LEFスピンオフ『人魚の歌』
「ハァ…ハァ…」
どうしてバレたんだろう?
この街に来てまだ誰とも話してない。
それなのになぜ?追われるハメになったのだろう?
だが、今はそんなことを冷静に考える余裕もない。
小雨の降る中、必死で走り続け、気がついた時には、すでに森の中に迷い込んでいた。
いつのまにか肩口から血が滲んでいた。
どこかに引っ掛けたのだろうか?
痛みは感じない。
そのくらい神経が興奮しているのがわかる。
暗い、寒い、怖い、息が上がる、胸が苦しい…
「だれか…たすけて…」
走りながら、誰にも届かない掠れた声でつぶやく。
その時、森の奥にかすかな光を見つけた。
幼い頃の父の言葉を思い出す。
『暗闇で迷った時は、少しでも明るい方に向かって進むんだ。大丈夫。出口は必ずある』
残された、わずかな体力を振り絞り、その光の中に飛び込んだ…
〜〜〜〜〜〜〜〜〜
「さてと…」
夕食も済んだし、食後のコーヒーを入れるために、いつものようにお湯を沸かす。
工房の外は小雨が、シトシトと降り続いている。
こんな夜は、森の動物たちも静かで、聞こえてくるのは優しい雨音とお湯を沸かす炎の微かな音だけだ。
ーバタンー
「なんだ!?」
激しい音。うめき声。
玄関を覗くと、若い女が倒れていた。
小雨の中、この森を走ってきたのだろう。
全身ずぶ濡れで、体には泥や枝葉がまとわりついている。
肩口には血が滲んでいた。
「たす…けて…」
どうやら意識はあるようだ。
慌てて玄関を締めて、半ば抱えるようにして部屋の奥まで連れて行った。
〜〜〜〜〜〜〜〜〜
とりあえず、着替えと止血用のタオル渡して風呂場で着替えてもらう。
その間に、入れかけていたコーヒーをやめて、リラックス効果のあるハーブティを入れる。

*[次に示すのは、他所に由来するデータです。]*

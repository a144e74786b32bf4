use serde::{Deserialize, Serialize};
use std::path::Path;

use cairn_anchor::params::AnchorParams;

use crate::error::NodeError;
use crate::genesis::GenesisConfig;

#[derive(Debug, Clone, Serialize, Deserialize)]
pub struct NodeConfig {
    pub storage: StorageConfig,
    pub validator: ValidatorConfig,
    pub rpc: RpcConfig,
    pub logging: LoggingConfig,
    /// Anchor consensus policy; omitted fields take protocol defaults.
    #[serde(default)]
    pub anchor: AnchorParams,
    #[serde(default)]
    pub genesis: GenesisConfig,
}

#[derive(Debug, Clone, Serialize, Deserialize)]
pub struct StorageConfig {
    pub data_dir: String,
    /// Storage backend: "memory" or "sqlite"
    pub db_type: String,
}

#[derive(Debug, Clone, Serialize, Deserialize)]
pub struct ValidatorConfig {
    pub enabled: bool,
    /// Hex-encoded 32-byte seeds of the validator keys this node holds.
    #[serde(default)]
    pub keypair_seeds: Vec<String>,
    /// Produce blocks on a local timer (solo/dev mode).
    #[serde(default)]
    pub dev_mode: bool,
    /// Wall-clock interval between dev blocks.
    #[serde(default = "default_block_interval_ms")]
    pub block_interval_ms: u64,
    /// Block timestamp increment of dev blocks.
    #[serde(default = "default_block_time_secs")]
    pub block_time_secs: u64,
}

fn default_block_interval_ms() -> u64 {
    1_000
}

fn default_block_time_secs() -> u64 {
    480
}

#[derive(Debug, Clone, Serialize, Deserialize)]
pub struct RpcConfig {
    pub enabled: bool,
    pub listen_addr: String,
}

#[derive(Debug, Clone, Serialize, Deserialize)]
pub struct LoggingConfig {
    pub level: String,
}

impl Default for NodeConfig {
    fn default() -> Self {
        Self {
            storage: StorageConfig {
                data_dir: dirs::home_dir()
                    .map(|h| h.join(".cairn").join("data").to_string_lossy().into_owned())
                    .unwrap_or_else(|| "./cairn-data".to_string()),
                db_type: "memory".to_string(),
            },
            validator: ValidatorConfig {
                enabled: false,
                keypair_seeds: Vec::new(),
                dev_mode: false,
                block_interval_ms: default_block_interval_ms(),
                block_time_secs: default_block_time_secs(),
            },
            rpc: RpcConfig {
                enabled: true,
                listen_addr: "127.0.0.1:9841".to_string(),
            },
            logging: LoggingConfig {
                level: "info".to_string(),
            },
            anchor: AnchorParams::default(),
            genesis: GenesisConfig::default(),
        }
    }
}

impl NodeConfig {
    /// Load configuration from a TOML file.
    pub fn load(path: &str) -> Result<Self, NodeError> {
        let contents = std::fs::read_to_string(path).map_err(|e| NodeError::ConfigError {
            reason: format!("failed to read config file '{}': {}", path, e),
        })?;
        let config: NodeConfig = toml::from_str(&contents).map_err(|e| NodeError::ConfigError {
            reason: format!("failed to parse config file '{}': {}", path, e),
        })?;
        config.anchor.validate().map_err(|e| NodeError::ConfigError {
            reason: format!("invalid anchor parameters in '{}': {}", path, e),
        })?;
        Ok(config)
    }

    /// A solo devnet node holding every devnet validator key.
    pub fn dev() -> Self {
        let mut config = Self::default();
        config.validator.enabled = true;
        config.validator.dev_mode = true;
        config.validator.keypair_seeds = crate::genesis::devnet_seeds();
        config.storage.db_type = "sqlite".to_string();
        config.genesis = crate::genesis::devnet_genesis();
        config
    }

    /// Initialize a default configuration file in the given directory.
    pub fn init(dir: &str) -> Result<(), NodeError> {
        let dir_path = Path::new(dir);
        if !dir_path.exists() {
            std::fs::create_dir_all(dir_path)?;
        }

        let mut config = NodeConfig::default();
        config.genesis = crate::genesis::devnet_genesis();
        let toml_str = toml::to_string_pretty(&config).map_err(|e| NodeError::ConfigError {
            reason: format!("failed to serialize default config: {}", e),
        })?;

        let config_path = dir_path.join("cairn.toml");
        std::fs::write(&config_path, toml_str)?;

        Ok(())
    }
}

#[cfg(test)]
mod tests {
    use super::*;
    use cairn_anchor::params::TieBreak;

    #[test]
    fn test_default_config() {
        let config = NodeConfig::default();
        assert_eq!(config.storage.db_type, "memory");
        assert!(!config.validator.enabled);
        assert!(config.rpc.enabled);
        assert_eq!(config.logging.level, "info");
        assert_eq!(config.anchor, AnchorParams::default());
    }

    #[test]
    fn test_dev_config_holds_devnet_keys() {
        let config = NodeConfig::dev();
        assert!(config.validator.dev_mode);
        assert_eq!(config.validator.keypair_seeds.len(), 8);
        assert_eq!(config.genesis.validators.len(), 8);
    }

    #[test]
    fn test_config_serialization_roundtrip() {
        let config = NodeConfig::dev();
        let toml_str = toml::to_string_pretty(&config).unwrap();
        let deserialized: NodeConfig = toml::from_str(&toml_str).unwrap();
        assert_eq!(deserialized.rpc.listen_addr, config.rpc.listen_addr);
        assert_eq!(deserialized.genesis, config.genesis);
        assert_eq!(deserialized.anchor, config.anchor);
    }

    #[test]
    fn test_partial_anchor_section() {
        let toml_str = r#"
            [storage]
            data_dir = "/tmp/cairn"
            db_type = "memory"

            [validator]
            enabled = false

            [rpc]
            enabled = false
            listen_addr = "127.0.0.1:0"

            [logging]
            level = "debug"

            [anchor]
            activate_depth = 10
            tie_break = "latest_external_height"
        "#;
        let config: NodeConfig = toml::from_str(toml_str).unwrap();
        assert_eq!(config.anchor.activate_depth, 10);
        assert_eq!(config.anchor.tie_break, TieBreak::LatestExternalHeight);
        assert_eq!(config.anchor.quorum, 2);
        assert_eq!(config.validator.block_time_secs, 480);
    }

    #[test]
    fn test_load_rejects_invalid_anchor_params() {
        let tmp = tempfile::tempdir().unwrap();
        let mut config = NodeConfig::default();
        config.anchor.quorum = 5;
        let path = tmp.path().join("cairn.toml");
        std::fs::write(&path, toml::to_string_pretty(&config).unwrap()).unwrap();
        assert!(matches!(
            NodeConfig::load(path.to_str().unwrap()),
            Err(NodeError::ConfigError { .. })
        ));
    }

    #[test]
    fn test_init_creates_config_file() {
        let tmp = tempfile::tempdir().unwrap();
        let dir = tmp.path().to_str().unwrap();
        NodeConfig::init(dir).unwrap();

        let config_path = tmp.path().join("cairn.toml");
        let config = NodeConfig::load(config_path.to_str().unwrap()).unwrap();
        assert_eq!(config.genesis.validators.len(), 8);
    }

    #[test]
    fn test_load_nonexistent_file() {
        assert!(NodeConfig::load("/nonexistent/path/cairn.toml").is_err());
    }
}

最初こそ取り乱していたものの、着替えを済ませて戻ってきた頃にはだいぶ落ち着いていた。
「とりあえず、着られる服があってよかった。お風呂も沸かしておくから、後でゆっくり浸かるといい」
「ありがとう…何から何まで…急に飛び込んできたのに…」
「いいさ、ちょうど退屈してたところだし。オレはぴょこ丸。この工房で武器職人をやってる。アンタは?どうしてここに?」
ハーブティを注ぎながら、とりあえず事情を聞く。
名は『ハルナ』というらしい。
街はずれを歩いていたところ、突然暴漢に襲われて、ここまで逃げ込んできたらしい。
追われていた理由が曖昧だったが、まあ、事情もあるのだろうと思い深追いはしなかった。
彼女の警戒心が解けた頃を見計らって
「さて…もう夜も遅い。どうせ行くあてもないだろうし、今日は泊まっていきなよ」
「いいの!?」
「このまま外に放り出すわけにもいかないしね。ただ、ひとつだけ『お願い』があるんだ…」
「なに?私にできることなら…」
「よかった!その『短剣』をじっくり観察させてくれないか!」
やや食い気味に返答する。
腰に携えられた『それ』は、武器職人としては見逃せないほど美しい装飾が施されていた。
彼女も始めは驚いていたものの「それでよければ」と、短剣を貸してくれた。
「さ、オレは『コイツ』をゆっくり見させてもらうから、今のうちに風呂に入っちゃうといい」
血も止まったみたいだし、お風呂に入ればこれまでの緊張も少しはほぐれるだろう。
「それじゃあ、お言葉に甘えて…」
風呂場に入っていくハルナを見送るまでもなく、今あずかった短剣を持って作業用のテーブル前に腰掛ける。
改めて見ると、とても丁寧に手入れがされている。
さぞ大切なものなのだろう…
(これは…いいものだ…)
ひさしぶりにニヤけているのが自分でもわかった。